Con tutto ciò, Robert Schuman «visse la virtù della fede come una dimensione totalizzante», si legge nel Decreto. Aggettivo interessante, e giustificato. A monte, infatti, per Schuman «la scelta di impegnarsi in ambito politico fu considerata come obbedienza alla volontà di Dio. La fede nutrì e sostenne il suo impegno a lavorare per un’Europa unita e riconciliata»; durante l’intera carriera politica, poi, come «uomo di governo al servizio di uno Stato laico, Schuman rispettava pienamente la laicità dello Stato, ma non acconsentì mai ad agire contro coscienza, formata all’obbedienza dei comandamenti di Dio e delle leggi della Chiesa». È forse questo il tratto più caratterizzante dell’agire politico di Schuman, così come di quello di Thomas More.
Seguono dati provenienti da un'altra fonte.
//! Confluence REST API client.
//!
//! Provides sync HTTP client for the Confluence Cloud REST API with
//! Basic authentication (account email + API token).

mod attachments;
mod pages;

use std::time::Duration;

use base64::Engine;
use base64::prelude::BASE64_STANDARD;
use ureq::Agent;
use ureq::http::Response;

use crate::error::ConfluenceError;

/// Default HTTP timeout in seconds.
const DEFAULT_TIMEOUT: u64 = 30;

/// Confluence REST API client.
pub struct ConfluenceClient {
    agent: Agent,
    base_url: String,
    auth_header: String,
}

impl ConfluenceClient {
    /// Create client from config values.
    ///
    /// # Arguments
    /// * `base_url` - Confluence Cloud site URL (e.g. `https://example.atlassian.net`)
    /// * `user_name` - Atlassian account email
    /// * `api_token` - Atlassian API token
    #[must_use]
    pub fn new(base_url: &str, user_name: &str, api_token: &str) -> Self {
        let agent = Agent::config_builder()
            .timeout_global(Some(Duration::from_secs(DEFAULT_TIMEOUT)))
            .http_status_as_error(false)
            .build()
            .into();

        let credentials = BASE64_STANDARD.encode(format!("{user_name}:{api_token}"));

        Self {
            agent,
            base_url: base_url.trim_end_matches('/').to_owned(),
            auth_header: format!("Basic {credentials}"),
        }
    }

    /// Site base URL without trailing slash.
    #[must_use]
    pub fn base_url(&self) -> &str {
        &self.base_url
    }

    /// Get the API base URL.
    fn api_url(&self) -> String {
        format!("{}/wiki/rest/api", self.base_url)
    }
}

/// Return the response body, or an error carrying the body for error statuses.
fn checked_body(response: Response<ureq::Body>) -> Result<ureq::Body, ConfluenceError> {
    let status = response.status().as_u16();
    let mut body_reader = response.into_body();

    if status >= 400 {
        let error_body = body_reader
            .read_to_string()
            .unwrap_or_else(|_| "(unable to read error body)".to_owned());
        return Err(ConfluenceError::HttpResponse {
            status,
            body: error_body,
        });
    }
    Ok(body_reader)
}
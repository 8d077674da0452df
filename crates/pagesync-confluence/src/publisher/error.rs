//! Error types for publish runs.

use pagesync_loader::LoaderError;

use crate::error::ConfluenceError;

/// Error that prevents a publish run from starting.
///
/// Per-document failures never surface here; they are reported as
/// [`PublishStatus::Failed`](super::PublishStatus::Failed) outcomes.
#[derive(Debug, thiserror::Error)]
pub enum PublishError {
    /// Parent page could not be fetched.
    #[error("failed to resolve parent page {parent_id}")]
    ParentPage {
        /// Configured parent page id.
        parent_id: String,
        /// Underlying API error.
        #[source]
        source: ConfluenceError,
    },

    /// Parent page response did not include a space.
    #[error("parent page {0} has no space")]
    MissingSpace(String),

    /// Listing local documents failed.
    #[error("failed to list documents")]
    Loader(#[from] LoaderError),

    /// Worker pool could not be created.
    #[error("failed to start worker pool")]
    ThreadPool(#[from] rayon::ThreadPoolBuildError),
}
//! YAML front-matter parsing.

use serde_yaml::Mapping;
use tracing::warn;

/// Split a document into its front-matter mapping and body.
///
/// Front-matter is a block delimited by `---` lines at the very start of the
/// file. Content without front-matter is returned unchanged with an empty
/// mapping. Malformed YAML is logged and treated as empty, but the block is
/// still removed from the body.
pub fn split_frontmatter(raw: &str) -> (Mapping, &str) {
    let Some((yaml, body)) = find_block(raw) else {
        return (Mapping::new(), raw);
    };

    if yaml.trim().is_empty() {
        return (Mapping::new(), body);
    }

    match serde_yaml::from_str::<Mapping>(yaml) {
        Ok(mapping) => (mapping, body),
        Err(e) => {
            warn!("Ignoring invalid front-matter: {e}");
            (Mapping::new(), body)
        }
    }
}

/// Locate the front-matter block, returning (yaml, body).
fn find_block(raw: &str) -> Option<(&str, &str)> {
    let rest = raw
        .strip_prefix("---\n")
        .or_else(|| raw.strip_prefix("---\r\n"))?;

    let mut offset = 0;
    for line in rest.split_inclusive('\n') {
        let trimmed = line.trim_end_matches(['\n', '\r']);
        if trimmed == "---" || trimmed == "..." {
            let yaml = &rest[..offset];
            let body = &rest[offset + line.len()..];
            return Some((yaml, body));
        }
        offset += line.len();
    }
    None
}

#[cfg(test)]
mod tests {
    use super::*;
    use serde_yaml::Value;

    #[test]
    fn test_no_frontmatter() {
        let (fm, body) = split_frontmatter("# Title\n\nText");
        assert!(fm.is_empty());
        assert_eq!(body, "# Title\n\nText");
    }

    #[test]
    fn test_simple_frontmatter() {
        let (fm, body) = split_frontmatter("---\ntitle: Hello\ntags: [a, b]\n---\n# Body\n");
        assert_eq!(fm.get("title"), Some(&Value::from("Hello")));
        assert_eq!(body, "# Body\n");
    }

    #[test]
    fn test_crlf_frontmatter() {
        let (fm, body) = split_frontmatter("---\r\nconnie-publish: false\r\n---\r\nBody");
        assert_eq!(fm.get("connie-publish"), Some(&Value::Bool(false)));
        assert_eq!(body, "Body");
    }

    #[test]
    fn test_empty_frontmatter() {
        let (fm, body) = split_frontmatter("---\n---\nBody");
        assert!(fm.is_empty());
        assert_eq!(body, "Body");
    }

    #[test]
    fn test_unterminated_block_is_body() {
        let raw = "---\ntitle: x\nno end";
        let (fm, body) = split_frontmatter(raw);
        assert!(fm.is_empty());
        assert_eq!(body, raw);
    }

    #[test]
    fn test_invalid_yaml_is_stripped() {
        let (fm, body) = split_frontmatter("---\n: [unclosed\n---\nBody");
        assert!(fm.is_empty());
        assert_eq!(body, "Body");
    }

    #[test]
    fn test_horizontal_rule_not_at_start_is_not_frontmatter() {
        let raw = "Text\n---\nMore";
        let (fm, body) = split_frontmatter(raw);
        assert!(fm.is_empty());
        assert_eq!(body, raw);
    }
}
Una ventata di aria fresca, per la politica e per la Chiesa, mentre sono ben altre le discussioni che hanno per protagonisti alcuni rappresentanti della politica contemporanea. Colpevoli o vittime? Destino dei viventi, forse, più facili ad essere trascinati – o a trascinarsi – lungo le sponde melmose della polemica. Accade con Joe Biden, qualcuno che il Washington Post ha definito «un presidente molto cattolico che sostiene il diritto all’aborto», curiosa antinomia, di cui nelle ultime settimane si parla soprattutto per il rischio che venga escluso dall’Eucaristia a causa della manifesta incongruenza con alcuni degli insegnamenti della Chiesa, non solo in tema di aborto. Questione che, nel 2003-2004, si era già posta con il candidato alla presidenza John Kerry, poi sconfitto. Accade anche con il primo ministro britannico Boris “BoJo” Johnson, protagonista di discusse terze nozze in rito cattolico che, non fosse per l’importanza intrinseca del tema, sarebbero da derubricare alle pagine di gossip. Meschinità? Che cattiveria, sarebbe, definirla tale. Che l’utopia ci salvi.